Matplotlib multiprocessing fonts corruption using savefig - python

I have troubles with multiprocessing in Matplotlib since version 1.5. The fonts are randomly jumping around their original position. Example is here:
The simple example to reproduce this bug is here:
import multiprocessing
import matplotlib.pyplot as plt
fig = plt.figure()
def plot(i):
fig = plt.gcf()
plt.plot([],[])
fig.savefig('%d.png' % i)
plot(0)
pool = multiprocessing.Pool(4)
pool.map(plot, range(10))
if the order of multiprocessing and simple plotting is reversed
pool = multiprocessing.Pool(4)
plot(0)
pool.map(plot, range(10))
then it works, but this workaround is useless for my purpose.
Thank you.

I've recently run into this same problem while testing methods for parallel plotting large numbers of plots.

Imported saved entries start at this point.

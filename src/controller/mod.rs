//! Provider controllers
//!
//! One generic reconciliation engine drives all four provider kinds. Each kind
//! gets its own kube-runtime controller and concurrency limit, registered with
//! a shared [`Manager`] that holds the readiness gates and the shutdown signal.

mod manager;
mod reconciler;
mod registrar;
mod state_machine;
mod watch;

pub use manager::{Manager, ReadinessGates};
pub use reconciler::{ControllerHandle, GenericProviderReconciler};
pub use registrar::{register_providers, KubeSource, ProviderSource, Registrations};
pub use state_machine::{plan, versions_match, Plan};
pub use watch::{kube_feed, memory_feed, ChangeFilter, ProviderFeed};

pub use kube::runtime::controller::Action;

use std::sync::Arc;

use crate::applier::{ComponentApplier, TargetClient};
use crate::manifest::ManifestRepository;
use crate::OperatorConfig;

/// Per-controller options given at registration
#[derive(Debug, Clone, Copy, PartialEq, Eq)]
pub struct ControllerOptions {
    /// Reconciliations allowed in flight at once for this kind
    pub max_concurrent_reconciles: usize,
}

impl Default for ControllerOptions {
    fn default() -> Self {
        Self {
            max_concurrent_reconciles: 1,
        }
    }
}

/// Shared state for every reconciliation
///
/// Holds the manifest repository, the component applier and the operator
/// configuration. One context is shared by all four kinds.
pub struct Context {
    /// Source of provider releases
    pub repository: Arc<dyn ManifestRepository>,
    /// Applier bound to the target environment
    pub applier: ComponentApplier,
    /// Operator configuration
    pub config: OperatorConfig,
}

impl Context {
    /// Build a context; the applier is configured from `config`
    pub fn new(
        repository: Arc<dyn ManifestRepository>,
        target: Arc<dyn TargetClient>,
        config: OperatorConfig,
    ) -> Self {
        let applier = ComponentApplier::new(target, config.conflict_attempts, config.call_timeout);
        Self {
            repository,
            applier,
            config,
        }
    }

    /// Options derived from the configuration
    pub fn controller_options(&self) -> ControllerOptions {
        ControllerOptions {
            max_concurrent_reconciles: self.config.max_concurrent_reconciles.max(1),
        }
    }
}
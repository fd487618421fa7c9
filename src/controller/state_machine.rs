//! Provider state machine
//!
//! Decides what a reconciliation must do from the provider's spec and status
//! alone. The notification that triggered the run carries no information.

use crate::crd::ProviderPhase;
use crate::provider::ProviderResource;

/// The work one reconciliation performs
#[derive(Debug, Clone, PartialEq, Eq)]
pub enum Plan {
    /// Remove every owned component, then release the provider
    Delete,
    /// Nothing installed yet
    Install {
        /// Version to install
        version: String,
    },
    /// A different version is installed
    Upgrade {
        /// Installed version
        from: String,
        /// Desired version
        to: String,
    },
    /// Same version, but the spec changed (variables, patches, fetch config)
    Reconfigure {
        /// Installed version
        version: String,
    },
    /// Up to date; re-verify the installed components
    Verify {
        /// Installed version
        version: String,
    },
}

impl Plan {
    /// Phase recorded while the bundle is applied, `None` for silent verification
    pub fn progress_phase(&self) -> Option<ProviderPhase> {
        match self {
            Plan::Delete => Some(ProviderPhase::Deleting),
            Plan::Install { .. } => Some(ProviderPhase::Installing),
            Plan::Upgrade { .. } | Plan::Reconfigure { .. } => Some(ProviderPhase::Upgrading),
            Plan::Verify { .. } => None,
        }
    }

    /// Version whose bundle this plan applies
    pub fn target_version(&self) -> Option<&str> {
        match self {
            Plan::Delete => None,
            Plan::Install { version } | Plan::Reconfigure { version } | Plan::Verify { version } => {
                Some(version.as_str())
            }
            Plan::Upgrade { to, .. } => Some(to.as_str()),
        }
    }
}

/// Whether two version strings name the same release (a leading `v` is ignored)
pub fn versions_match(a: &str, b: &str) -> bool {
    a.strip_prefix('v').unwrap_or(a) == b.strip_prefix('v').unwrap_or(b)
}

/// Derive the plan for a provider.
///
/// Providers on `latest` are only re-resolved when their generation changed;
/// otherwise the release they installed is verified.
pub fn plan<P: ProviderResource>(provider: &P) -> Plan {
    if provider.is_deleting() {
        return Plan::Delete;
    }

    let spec = provider.provider_spec();
    let desired = spec.version.as_str();
    let converged_generation = provider.observed_generation() == Some(provider.generation());

    let Some(installed) = provider.installed_version() else {
        return Plan::Install {
            version: desired.to_string(),
        };
    };

    if spec.wants_latest() {
        return if converged_generation {
            Plan::Verify {
                version: installed.to_string(),
            }
        } else {
            Plan::Upgrade {
                from: installed.to_string(),
                to: desired.to_string(),
            }
        };
    }

    if !versions_match(desired, installed) {
        Plan::Upgrade {
            from: installed.to_string(),
            to: desired.to_string(),
        }
    } else if !converged_generation {
        Plan::Reconfigure {
            version: desired.to_string(),
        }
    } else {
        Plan::Verify {
            version: desired.to_string(),
        }
    }
}
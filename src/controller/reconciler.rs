//! Generic provider reconciler
//!
//! One implementation for all four provider kinds. Each reconciliation reads
//! the provider fresh from the store, derives a [`Plan`] and carries it out:
//! fetch and render the release, apply it, prune what the release no longer
//! contains, and record the outcome. Failures are recorded on the provider
//! and turned into a requeue decision by [`GenericProviderReconciler::error_policy`].
//!
//! Scheduling is kube-runtime's [`Controller`]: one pending run per provider,
//! the earliest requested time wins, and the same provider is never
//! reconciled twice at once.

use std::collections::{HashMap, HashSet};
use std::fmt::Debug;
use std::sync::atomic::{AtomicUsize, Ordering};
use std::sync::Arc;

use dashmap::DashMap;
use futures::{future, stream, StreamExt};
use kube::runtime::controller::Config;
use kube::runtime::reflector::ObjectRef;
use kube::runtime::{watcher, Controller};
use kube::ResourceExt;
use tokio::sync::mpsc;
use tokio_util::sync::CancellationToken;
use tracing::{debug, error, info, instrument, warn};

use super::manager::Manager;
use super::state_machine::{plan, Plan};
use super::watch::ProviderFeed;
use super::{Action, Context, ControllerOptions};
use crate::crd::ProviderPhase;
use crate::manifest::{render, ManifestBundle, ManifestRequest};
use crate::provider::{ComponentOwner, ObjectKey, ProviderKind, ProviderResource};
use crate::retry::{retry_with_backoff, with_timeout, Backoff, RetryConfig};
use crate::status::{Outcome, StatusTracker};
use crate::store::ProviderStore;
use crate::{Error, Result, FINALIZER};

/// Reconciliations running for one kind, and the most ever seen at once
#[derive(Debug, Default)]
struct InFlight {
    current: AtomicUsize,
    peak: AtomicUsize,
}

impl InFlight {
    fn enter(self: &Arc<Self>) -> InFlightGuard {
        let now = self.current.fetch_add(1, Ordering::SeqCst) + 1;
        self.peak.fetch_max(now, Ordering::SeqCst);
        InFlightGuard(self.clone())
    }
}

struct InFlightGuard(Arc<InFlight>);

impl Drop for InFlightGuard {
    fn drop(&mut self) {
        self.0.current.fetch_sub(1, Ordering::SeqCst);
    }
}

/// Handle for feeding notifications into a registered controller
#[derive(Clone)]
pub struct ControllerHandle {
    kind: ProviderKind,
    notify: mpsc::UnboundedSender<ObjectKey>,
    in_flight: Arc<InFlight>,
}

impl ControllerHandle {
    /// Kind this controller reconciles
    pub fn kind(&self) -> ProviderKind {
        self.kind
    }

    /// Ask for `key` to be reconciled. Providers the controller has not
    /// observed yet are ignored.
    pub fn notify(&self, key: ObjectKey) {
        let _ = self.notify.send(key);
    }

    /// Reconciliations currently running
    pub fn in_flight(&self) -> usize {
        self.in_flight.current.load(Ordering::SeqCst)
    }

    /// Most reconciliations ever running at once
    pub fn max_in_flight(&self) -> usize {
        self.in_flight.peak.load(Ordering::SeqCst)
    }
}

/// What the controller's reconcile and error policy functions share
struct Runner<P: ProviderResource> {
    reconciler: GenericProviderReconciler<P>,
    in_flight: Arc<InFlight>,
    cancel: CancellationToken,
}

/// Reconciliation engine for providers of type `P`
pub struct GenericProviderReconciler<P: ProviderResource> {
    ctx: Arc<Context>,
    store: Arc<dyn ProviderStore<P>>,
    tracker: StatusTracker<P>,
    backoff: Backoff,
    failures: DashMap<ObjectKey, u32>,
}
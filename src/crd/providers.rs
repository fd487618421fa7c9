//! The four provider Custom Resource Definitions
//!
//! CoreProvider, InfrastructureProvider, BootstrapProvider and
//! ControlPlaneProvider are identical apart from their kind. Each spec
//! flattens the shared [`ProviderSpec`] so the wire format is the same for all.

use kube::CustomResource;
use schemars::JsonSchema;
use serde::{Deserialize, Serialize};

use super::types::{ProviderSpec, ProviderStatus};

/// API group of the provider CRDs
pub const GROUP: &str = "operator.cluster.x-k8s.io";

/// API version of the provider CRDs
pub const VERSION: &str = "v1alpha1";

macro_rules! provider_crd {
    ($(#[$doc:meta])* $spec:ident, $kind:literal, $plural:literal, $short:literal) => {
        $(#[$doc])*
        #[derive(CustomResource, Clone, Debug, Default, Deserialize, Serialize, JsonSchema, PartialEq)]
        #[kube(
            group = "operator.cluster.x-k8s.io",
            version = "v1alpha1",
            kind = $kind,
            plural = $plural,
            shortname = $short,
            status = "ProviderStatus",
            namespaced,
            printcolumn = r#"{"name":"Desired","type":"string","jsonPath":".spec.version"}"#,
            printcolumn = r#"{"name":"Installed","type":"string","jsonPath":".status.installedVersion"}"#,
            printcolumn = r#"{"name":"Phase","type":"string","jsonPath":".status.phase"}"#,
            printcolumn = r#"{"name":"Age","type":"date","jsonPath":".metadata.creationTimestamp"}"#
        )]
        pub struct $spec {
            /// Shared provider configuration
            #[serde(flatten)]
            pub provider: ProviderSpec,
        }

        impl From<ProviderSpec> for $spec {
            fn from(provider: ProviderSpec) -> Self {
                Self { provider }
            }
        }
    };
}

provider_crd!(
    /// Specification for a CoreProvider (cluster-api itself)
    CoreProviderSpec,
    "CoreProvider",
    "coreproviders",
    "cp"
);

provider_crd!(
    /// Specification for an InfrastructureProvider (docker, aws, proxmox, ...)
    InfrastructureProviderSpec,
    "InfrastructureProvider",
    "infrastructureproviders",
    "ip"
);

provider_crd!(
    /// Specification for a BootstrapProvider (kubeadm, rke2, ...)
    BootstrapProviderSpec,
    "BootstrapProvider",
    "bootstrapproviders",
    "bp"
);

provider_crd!(
    /// Specification for a ControlPlaneProvider (kubeadm, rke2, ...)
    ControlPlaneProviderSpec,
    "ControlPlaneProvider",
    "controlplaneproviders",
    "cpp"
);
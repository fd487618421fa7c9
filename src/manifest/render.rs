//! Per-provider rendering of a release: variable substitution and patches

use std::collections::BTreeMap;

use serde_json::Value;
use tracing::warn;

use super::{ComponentId, ManifestBundle};
use crate::crd::ProviderSpec;
use crate::{Error, Result};

/// Render a shared bundle for one provider.
///
/// String values have `${VAR}` references substituted from `spec.variables`,
/// then every `spec.manifestPatches` entry is merged into the components it
/// targets.
pub fn render(bundle: &ManifestBundle, spec: &ProviderSpec) -> Result<ManifestBundle> {
    if spec.variables.is_empty() && spec.manifest_patches.is_empty() {
        return Ok(bundle.clone());
    }

    let mut components = bundle.components.clone();
    if !spec.variables.is_empty() {
        for component in &mut components {
            substitute_in_value(&mut component.object, &spec.variables);
            component.id = ComponentId::from_object(&component.object)?;
        }
    }

    for patch in &spec.manifest_patches {
        let target = PatchTarget::from_patch(patch)?;
        let mut matched = false;
        for component in components.iter_mut().filter(|c| target.matches(&c.id)) {
            json_patch::merge(&mut component.object, patch);
            component.id = ComponentId::from_object(&component.object)?;
            matched = true;
        }
        if !matched {
            warn!(
                provider = %bundle.provider,
                version = %bundle.version,
                target = %target,
                "Manifest patch matched no component"
            );
        }
    }

    ManifestBundle::new(
        bundle.kind,
        bundle.provider.clone(),
        bundle.version.clone(),
        components,
    )
}

struct PatchTarget<'a> {
    api_version: &'a str,
    kind: &'a str,
    name: &'a str,
    namespace: Option<&'a str>,
}

impl<'a> PatchTarget<'a> {
    fn from_patch(patch: &'a Value) -> Result<Self> {
        let get = |path: &[&str]| {
            let mut cur = patch;
            for p in path {
                cur = cur.get(p)?;
            }
            cur.as_str()
        };
        let (Some(api_version), Some(kind), Some(name)) = (
            get(&["apiVersion"]),
            get(&["kind"]),
            get(&["metadata", "name"]),
        ) else {
            return Err(Error::validation(
                "manifest patch must set apiVersion, kind and metadata.name",
            ));
        };
        Ok(Self {
            api_version,
            kind,
            name,
            namespace: get(&["metadata", "namespace"]),
        })
    }

    fn matches(&self, id: &ComponentId) -> bool {
        id.api_version == self.api_version
            && id.kind == self.kind
            && id.name == self.name
            && self
                .namespace
                .map_or(true, |ns| id.namespace.as_deref() == Some(ns))
    }
}

impl std::fmt::Display for PatchTarget<'_> {
    fn fmt(&self, f: &mut std::fmt::Formatter<'_>) -> std::fmt::Result {
        write!(f, "{}/{}/{}", self.api_version, self.kind, self.name)
    }
}

fn substitute_in_value(value: &mut Value, vars: &BTreeMap<String, String>) {
    match value {
        Value::String(s) if s.contains("${") => *s = substitute_vars(s, vars),
        Value::Array(items) => items
            .iter_mut()
            .for_each(|v| substitute_in_value(v, vars)),
        Value::Object(map) => map
            .values_mut()
            .for_each(|v| substitute_in_value(v, vars)),
        _ => {}
    }
}

/// Substitute `${VAR}` patterns, handling bash-style defaults.
///
/// Supported patterns (matching clusterctl behavior):
/// - `${VAR}`: value from `vars`, or left as-is if missing
/// - `${VAR:=default}` and `${VAR:-default}`: value from `vars`, or `default`
/// - `${VAR="default"}`: value from `vars`, or the unquoted `default`
/// - `${VAR/#pattern/replacement}`: value from `vars`, or empty
pub fn substitute_vars(input: &str, vars: &BTreeMap<String, String>) -> String {
    let mut result = String::with_capacity(input.len());
    let mut remaining = input;

    while let Some(start) = remaining.find("${") {
        result.push_str(&remaining[..start]);
        let after_start = &remaining[start + 2..];

        if let Some(end) = after_start.find('}') {
            let expr = &after_start[..end];
            result.push_str(&resolve_var_expr(expr, vars));
            remaining = &after_start[end + 1..];
        } else {
            // unterminated, emit literally
            result.push_str("${");
            remaining = after_start;
        }
    }
    result.push_str(remaining);
    result
}

fn resolve_var_expr(expr: &str, vars: &BTreeMap<String, String>) -> String {
    if let Some(slash_pos) = expr.find("/#") {
        return vars.get(&expr[..slash_pos]).cloned().unwrap_or_default();
    }

    if let Some(pos) = expr.find(":=").or_else(|| expr.find(":-")) {
        let default = &expr[pos + 2..];
        return vars
            .get(&expr[..pos])
            .cloned()
            .unwrap_or_else(|| default.to_string());
    }

    if let Some(pos) = expr.find('=') {
        let default = expr[pos + 1..].trim_matches('"');
        return vars
            .get(&expr[..pos])
            .cloned()
            .unwrap_or_else(|| default.to_string());
    }

    vars.get(expr)
        .cloned()
        .unwrap_or_else(|| format!("${{{}}}", expr))
}
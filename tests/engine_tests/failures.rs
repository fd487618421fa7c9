//! Stories about how failures surface on a provider

use std::time::Duration;

use serde_json::json;

use capi_operator::crd::{CoreProvider, InfrastructureProvider, ProviderPhase, ProviderSpec};
use capi_operator::provider::{ProviderKind, ProviderResource};

use super::helpers::*;

fn docker_release(version: &str) -> capi_operator::manifest::ManifestBundle {
    release(
        ProviderKind::Infrastructure,
        "docker",
        version,
        vec![config_map("capd-manager-config", json!({"version": version}))],
    )
}

/// Story: an operator asks for a release that does not exist. The provider
/// reports VersionNotFound, keeps its installed version, and the engine waits
/// for a spec change instead of hammering the repository.
#[tokio::test]
async fn story_unknown_version_fails_without_retry_storm() {
    let harness = Harness::started(test_config());
    harness.publish(docker_release("1.0.0"));

    let key = harness.create::<InfrastructureProvider>("docker", ProviderSpec::for_version("1.0.0"));
    harness.wait_installed::<InfrastructureProvider>(&key, "1.0.0").await;

    harness
        .store::<InfrastructureProvider>()
        .update_spec(&key, ProviderSpec::for_version("9.9.9"))
        .expect("update");
    let provider = harness
        .wait_for::<InfrastructureProvider>(&key, "failed", |p| {
            phase(p) == Some(ProviderPhase::Failed)
        })
        .await;

    assert_eq!(ready_reason(&provider).as_deref(), Some("VersionNotFound"));
    assert_eq!(provider.installed_version(), Some("1.0.0"));
    assert_eq!(provider.observed_generation(), Some(1));
    assert!(harness.target.contains(&config_map_id("capd-manager-config")));

    let fetches = harness.repository.fetch_count();
    tokio::time::sleep(Duration::from_millis(300)).await;
    assert_eq!(harness.repository.fetch_count(), fetches, "no retries");

    // correcting the spec clears the failure
    harness
        .store::<InfrastructureProvider>()
        .update_spec(&key, ProviderSpec::for_version("1.0.0"))
        .expect("update");
    let provider = harness
        .wait_for::<InfrastructureProvider>(&key, "recovered", |p| {
            phase(p) == Some(ProviderPhase::Ready) && p.observed_generation() == Some(3)
        })
        .await;
    assert_eq!(ready_reason(&provider).as_deref(), Some("Ready"));

    harness.shutdown().await;
}

/// Story: the repository is down. Fetches are retried with backoff capped at
/// the configured ceiling, and the provider installs once it comes back.
#[tokio::test]
async fn story_repository_outage_is_retried_with_capped_backoff() {
    let harness = Harness::started(test_config());
    harness.publish(docker_release("1.0.0"));
    harness.repository.set_unavailable(true);

    let key = harness.create::<InfrastructureProvider>("docker", ProviderSpec::for_version("1.0.0"));
    let provider = harness
        .wait_for::<InfrastructureProvider>(&key, "fetch failure", |p| {
            phase(p) == Some(ProviderPhase::Failed)
        })
        .await;
    assert_eq!(ready_reason(&provider).as_deref(), Some("FetchFailed"));
    assert!(provider.installed_version().is_none());

    let before = harness.repository.fetch_count();
    tokio::time::sleep(Duration::from_millis(400)).await;
    let retries = harness.repository.fetch_count() - before;
    // ceiling is 80ms, so at least a handful but nowhere near a tight loop
    assert!(retries >= 2, "still retrying, got {}", retries);
    assert!(retries <= 50, "backoff is capped, got {}", retries);

    harness.repository.set_unavailable(false);
    harness.wait_installed::<InfrastructureProvider>(&key, "1.0.0").await;

    harness.shutdown().await;
}

/// Story: a manifest patch without a target is rejected as invalid and is not
/// retried until the spec changes.
#[tokio::test]
async fn story_invalid_manifest_patch_is_terminal() {
    let harness = Harness::started(test_config());
    harness.publish(docker_release("1.0.0"));

    let spec = ProviderSpec {
        manifest_patches: vec![json!({"data": {"extra": "value"}})],
        ..ProviderSpec::for_version("1.0.0")
    };
    let key = harness.create::<InfrastructureProvider>("docker", spec);
    let provider = harness
        .wait_for::<InfrastructureProvider>(&key, "invalid", |p| {
            phase(p) == Some(ProviderPhase::Failed)
        })
        .await;
    assert_eq!(ready_reason(&provider).as_deref(), Some("InvalidComponent"));
    assert!(harness.target.is_empty());

    let fetches = harness.repository.fetch_count();
    tokio::time::sleep(Duration::from_millis(200)).await;
    assert_eq!(harness.repository.fetch_count(), fetches);

    harness.shutdown().await;
}

/// Story: another writer keeps touching a component while it is applied;
/// bounded conflict retries absorb it.
#[tokio::test]
async fn story_write_conflicts_are_retried() {
    let harness = Harness::started(test_config());
    harness.publish(release(
        ProviderKind::Core,
        "cluster-api",
        "1.0.0",
        vec![config_map("capi-manager-config", json!({}))],
    ));
    harness
        .target
        .inject_conflicts(&config_map_id("capi-manager-config"), 3);

    let key = harness.create::<CoreProvider>("cluster-api", ProviderSpec::for_version("1.0.0"));
    harness.wait_installed::<CoreProvider>(&key, "1.0.0").await;
    assert!(harness.target.contains(&config_map_id("capi-manager-config")));

    harness.shutdown().await;
}
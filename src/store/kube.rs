//! Kubernetes-backed provider store

use std::marker::PhantomData;

use async_trait::async_trait;
use kube::api::{Api, ListParams, Patch, PatchParams};
use kube::{Client, ResourceExt};
use serde_json::json;

use super::ProviderStore;
use crate::crd::ProviderStatus;
use crate::provider::{ObjectKey, ProviderResource};
use crate::{Result, FIELD_MANAGER};

/// Provider store backed by the API server
pub struct KubeProviderStore<P> {
    client: Client,
    _kind: PhantomData<fn() -> P>,
}

impl<P: ProviderResource> KubeProviderStore<P> {
    /// Create a store for providers of type `P`
    pub fn new(client: Client) -> Self {
        Self {
            client,
            _kind: PhantomData,
        }
    }

    fn api(&self, namespace: &str) -> Api<P> {
        Api::namespaced(self.client.clone(), namespace)
    }

    /// Write the full finalizer list, guarded by resourceVersion
    async fn set_finalizers(&self, key: &ObjectKey, provider: &P, finalizers: Vec<String>) -> Result<()> {
        let patch = json!({
            "metadata": {
                "finalizers": finalizers,
                "resourceVersion": provider.resource_version(),
            }
        });
        self.api(&key.namespace)
            .patch(&key.name, &PatchParams::default(), &Patch::Merge(&patch))
            .await?;
        Ok(())
    }
}

#[async_trait]
impl<P: ProviderResource> ProviderStore<P> for KubeProviderStore<P> {
    async fn get(&self, key: &ObjectKey) -> Result<Option<P>> {
        Ok(self.api(&key.namespace).get_opt(&key.name).await?)
    }

    async fn list(&self) -> Result<Vec<P>> {
        let api: Api<P> = Api::all(self.client.clone());
        Ok(api.list(&ListParams::default()).await?.items)
    }

    async fn patch_status(&self, key: &ObjectKey, status: &ProviderStatus) -> Result<()> {
        let patch = json!({ "status": status });
        self.api(&key.namespace)
            .patch_status(
                &key.name,
                &PatchParams::apply(FIELD_MANAGER),
                &Patch::Merge(&patch),
            )
            .await?;
        Ok(())
    }

    async fn add_finalizer(&self, key: &ObjectKey, finalizer: &str) -> Result<()> {
        let Some(provider) = self.get(key).await? else {
            return Ok(());
        };
        if provider.finalizers().iter().any(|f| f == finalizer) {
            return Ok(());
        }
        let mut finalizers = provider.finalizers().to_vec();
        finalizers.push(finalizer.to_string());
        self.set_finalizers(key, &provider, finalizers).await
    }

    async fn remove_finalizer(&self, key: &ObjectKey, finalizer: &str) -> Result<()> {
        let Some(provider) = self.get(key).await? else {
            return Ok(());
        };
        if !provider.finalizers().iter().any(|f| f == finalizer) {
            return Ok(());
        }
        let finalizers = provider
            .finalizers()
            .iter()
            .filter(|f| *f != finalizer)
            .cloned()
            .collect();
        match self.set_finalizers(key, &provider, finalizers).await {
            // released between the read and the write
            Err(crate::Error::Kube(kube::Error::Api(ae))) if ae.code == 404 => Ok(()),
            other => other,
        }
    }
}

While I haven't found a solution using the multiprocessing module, I've found that I do not see the same errors using the Parallel Python package (http://www.parallelpython.com/). It seems to be ~50% slower than the multiprocessing module in my early tests, but still a significant speedup over serial plotting. It's also a little finicky regarding module imports so I would ultimately prefer to find a solution using multiprocessing, but for now this is a passable workaround (for me at least). That said, I'm pretty new to parallel processing so there may be some nuances of the two approaches that I'm missing here.
###############################################################################
import os
import sys
import time
#import numpy as np
import numpy # Importing with 'as' doesn't work with Parallel Python
#import matplotlib.pyplot as plt
import matplotlib.pyplot # Importing with 'as' doesn't work with Parallel Python
import pp
import multiprocessing as mp
###############################################################################
path1='./Test_PP'
path2='./Test_MP'
nplots=100
###############################################################################
def plotrandom(plotid,N,path):
numpy.random.seed() # Required for multiprocessing module but not Parallel Python...
x=numpy.random.randn(N)
y=x**2
matplotlib.pyplot.scatter(x,y)
matplotlib.pyplot.savefig(os.path.join(path,'test_%d.png'%(plotid)),dpi=150)
matplotlib.pyplot.close('all')
############################################################################## #
# Parallel Python implementation
tstart_1=time.time()
if not os.path.exists(path1):
os.makedirs(path1)
ppservers = ()
if len(sys.argv) > 1:
ncpus = int(sys.argv[1])
job_server = pp.Server(ncpus, ppservers=ppservers)
else:
job_server = pp.Server(ppservers=ppservers)
print "Starting Parallel Python v2 with", job_server.get_ncpus(), "workers"
jobs = [(input_i, job_server.submit(plotrandom,(input_i,10,path1),(),("numpy","matplotlib.pyplot"))) for input_i in range(nplots)]
for input_i, job in jobs:
job()
tend_1=time.time()
t1=tend_1-tstart_1
print 'Parallel Python = %0.5f sec'%(t1)
job_server.print_stats()
############################################################################## #
# Multiprocessing implementation
tstart_2=time.time()
if not os.path.exists(path2):
os.makedirs(path2)
if len(sys.argv) > 1:
ncpus = int(sys.argv[1])
else:
ncpus = mp.cpu_count()
print "Starting multiprocessing v2 with %d workers"%(ncpus)
pool = mp.Pool(processes=ncpus)
jobs = [pool.apply_async(plotrandom, args=(i,10,path2)) for i in range(nplots)]
results = [r.get() for r in jobs] # This line actually runs the jobs
pool.close()
pool.join()
tend_2=time.time()
t2=tend_2-tstart_2
print 'Multiprocessing = %0.5f sec'%(t2)
###############################################################################

I have found a solution. The main cause of the troubles is the font caching in dictionary _fontd in /matplotlib/backends/backend_agg.py
Therefore, I have used a different hash for each process by adding multiprocessing.current_process().pid to hash called key in function _get_agg_font.
If anybody know more elegant solution which would not require modification of matplotlib files, just let me know.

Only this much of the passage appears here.